We see Lady Macbeth in a dozen crooning silhouettes washing blood out of rags over bright porcelain sinks; see dozens of watermelons fly off of Disney Hall; listen to three minutes of “Le nozze” for twelve hours; and hear the sound of rose-petal jam making as music. Conductor and composer Christopher Rountree, is standing at the intersection of classical music, new music, performance art and pop. Regarded as one of the most iconoclastic conductors in the field, Rountree’s inimitable style has led to collaborations with: Björk, John Adams, Yoko Ono, David Lang, Scott Walker, La Monte Young, Esa-Pekka Salonen, Mica Levi, Alison Knowles, Sigourney Weaver, Tyshawn Sorey, Ragnar Kjartansson, L’Rain, Caroline Shaw, Saul Williams, Ryoji Ikeda, Du Yun, and many of the planet’s greatest orchestras and ensembles including: the San Francisco Symphony, Chicago Symphony, Los Angeles Philharmonic, Opera national de Paris, the Washington National Opera, Los Angeles Opera, and the Martha Graham Dance Company. Rountree is the artistic director and conductor of Wild Up, the ensemble he founded in 2010, and artistic director of an interdisciplinary ambient series in an oak grove in LA, called SILENCE. for more about Chris

about Annie Saunders, director

Annie Saunders is a director and live artist. Her company, Wilderness, creates immersive performance site-specifically in under-utilized urban spaces in Los Angeles and around the world. The company has also presented work at REDCAT, the Public Theater, Cincinnati Opera, Opera Omaha’s One Festival, the Los Angeles Philharmonic, Edinburgh’s Summerhall, the San Francisco Playhouse, the Getty Villa and the Bush Theatre and Theatre Delicatessen in London, and created commissioned experiences for Cannes Lions, Bulleit Bourbon, Dos Equis, Hewlitt Packard, Asics Worldwide, Santander and Mastercard. She was a participant in the Devised Theater Working Group for next-generation performance-makers at the Public Theater, trained at the University of London, the Sanford Meisner Center and RADA, and spent ten years as a creative activist with Eve Ensler’s V-Day, a global creative movement to end violence against women. She is a core collaborator with Lars Jan’s Early Morning Opera and has appeared in Holoscenes, The Institute of Memory (TIMe) and Abacus. for more about Annie

About darkness sounding

What is it about the end of the year? It’s dark already, our clocks have jumped. And even in LA nights seem to overtake the days. Pagan and sacred holidays abound: rituals collecting themselves around the darkness. We’re hungry for something new, for something wrapped and warm, yet we search for a newness unbounded by the trappings of the past. In December 2019 and January 2020 Wild Up embarks on a new venture, a series set against the darkest days of the year. We make mindful, joyful and maybe melancholic music, endeavoring to drone sounds of the earth. The sounds of community being drawn together in contemplation. darkness sounding is made possible through generous support from Ruth Gilliland and Arthur Rieman, and Bill Anawalt.

About Wild Up

Called “a raucous, grungy, irresistibly exuberant … fun-loving, exceptionally virtuosic family” by Zachary Woolfe of the New York Times, Wild Up has been lauded as one of classical music’s most exciting groups by virtually every significant institution and critic within earshot. Artistic Director Christopher Rountree started the group in 2010 with a vision of a group of young musicians that rejected outdated traditions and threw classical repertoire into the context of pop culture, new music, and performance art.

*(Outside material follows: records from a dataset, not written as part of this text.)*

use serde::Deserialize;
use serde_json::Value;

use super::selection::{Selection, SelectionEpoch};
use super::series::{Point, TimeSeries};
use super::time::{elapsed_seconds, Timestamp};

/// Identifies one history request. Only the most recent ticket issued under
/// the current selection epoch may land.
#[derive(Debug, Clone, Copy, PartialEq, Eq, Hash)]
pub struct HistoryTicket {
    pub epoch: SelectionEpoch,
    pub seq: u64,
    pub selection: Selection,
}

#[derive(Debug, Clone, PartialEq, Deserialize)]
pub struct HistoryRow {
    pub timestamp: Timestamp,
    pub freshness: f64,
}

#[derive(Debug, Clone, PartialEq)]
pub enum HistoryOutcome {
    Rows(Vec<HistoryRow>),
    /// Valid response with zero rows.
    Empty,
    /// Not an array, or a row that does not decode.
    Malformed(String),
    /// Transport or HTTP failure. Prior state is kept.
    Failed(String),
}

impl HistoryOutcome {
    /// Sort a raw response body into an outcome. Never partially accepts.
    pub fn classify(body: Value) -> Self {
        let Value::Array(items) = body else {
            return HistoryOutcome::Malformed(format!("expected array, got {}", kind_of(&body)));
        };
        if items.is_empty() {
            return HistoryOutcome::Empty;
        }
        let mut rows = Vec::with_capacity(items.len());
        for (i, item) in items.into_iter().enumerate() {
            match serde_json::from_value::<HistoryRow>(item) {
                Ok(row) => rows.push(row),
                Err(e) => return HistoryOutcome::Malformed(format!("row {i}: {e}")),
            }
        }
        HistoryOutcome::Rows(rows)
    }
}

fn kind_of(v: &Value) -> &'static str {
    match v {
        Value::Null => "null",
        Value::Bool(_) => "bool",
        Value::Number(_) => "number",
        Value::String(_) => "string",
        Value::Array(_) => "array",
        Value::Object(_) => "object",
    }
}

/// Freshness series anchored at the first row's timestamp.
pub fn derive_freshness(rows: &[HistoryRow]) -> TimeSeries {
    let Some(first) = rows.first() else {
        return TimeSeries::new();
    };
    let t0 = first.timestamp;
    TimeSeries::from_points(
        rows.iter()
            .map(|r| Point::new(elapsed_seconds(t0, r.timestamp), r.freshness))
            .collect(),
    )
}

In 2019 – 2020, the group celebrates 10 years of bringing people together around the belief that no music is off limits, that classical music concerts can defy convention and address the need for heart-wrenching, mind-bending experiences.

Over the past decade the group: accompanied Björk at Goldenvoice’s FYF Fest; premiered David Lang and Mark Dion’s “anatomy theater” at LA Opera; played the scores to “Under the Skin” by Mica Levi and “Punch Drunk Love” by Jon Brion live with the films at L.A.’s Regent Theater and Ace Hotel; premiered a new opera by Julia Holter at Brooklyn’s National Sawdust; premiered a new work of avant-pop icon Scott Walker and celestial loop-maker Juliana Barwick at Walt Disney Concert Hall; played a noise concert as a fanfare for the groundbreaking of Frank Gehry’s new building on Grand Avenue and First Street in downtown L.A.; was nominated for a Grammy for their 2019 Chris Cerrone portrait “The Pieces That Fall to Earth; and held performance and educational residencies at the Los Angeles Philharmonic, the Colburn School, Los Angeles Chamber Orchestra, National Sawdust, University of North Carolina, and the Hammer Museum, among others.

///*A limited number of discounted tickets are available based on need, please inquire for more information.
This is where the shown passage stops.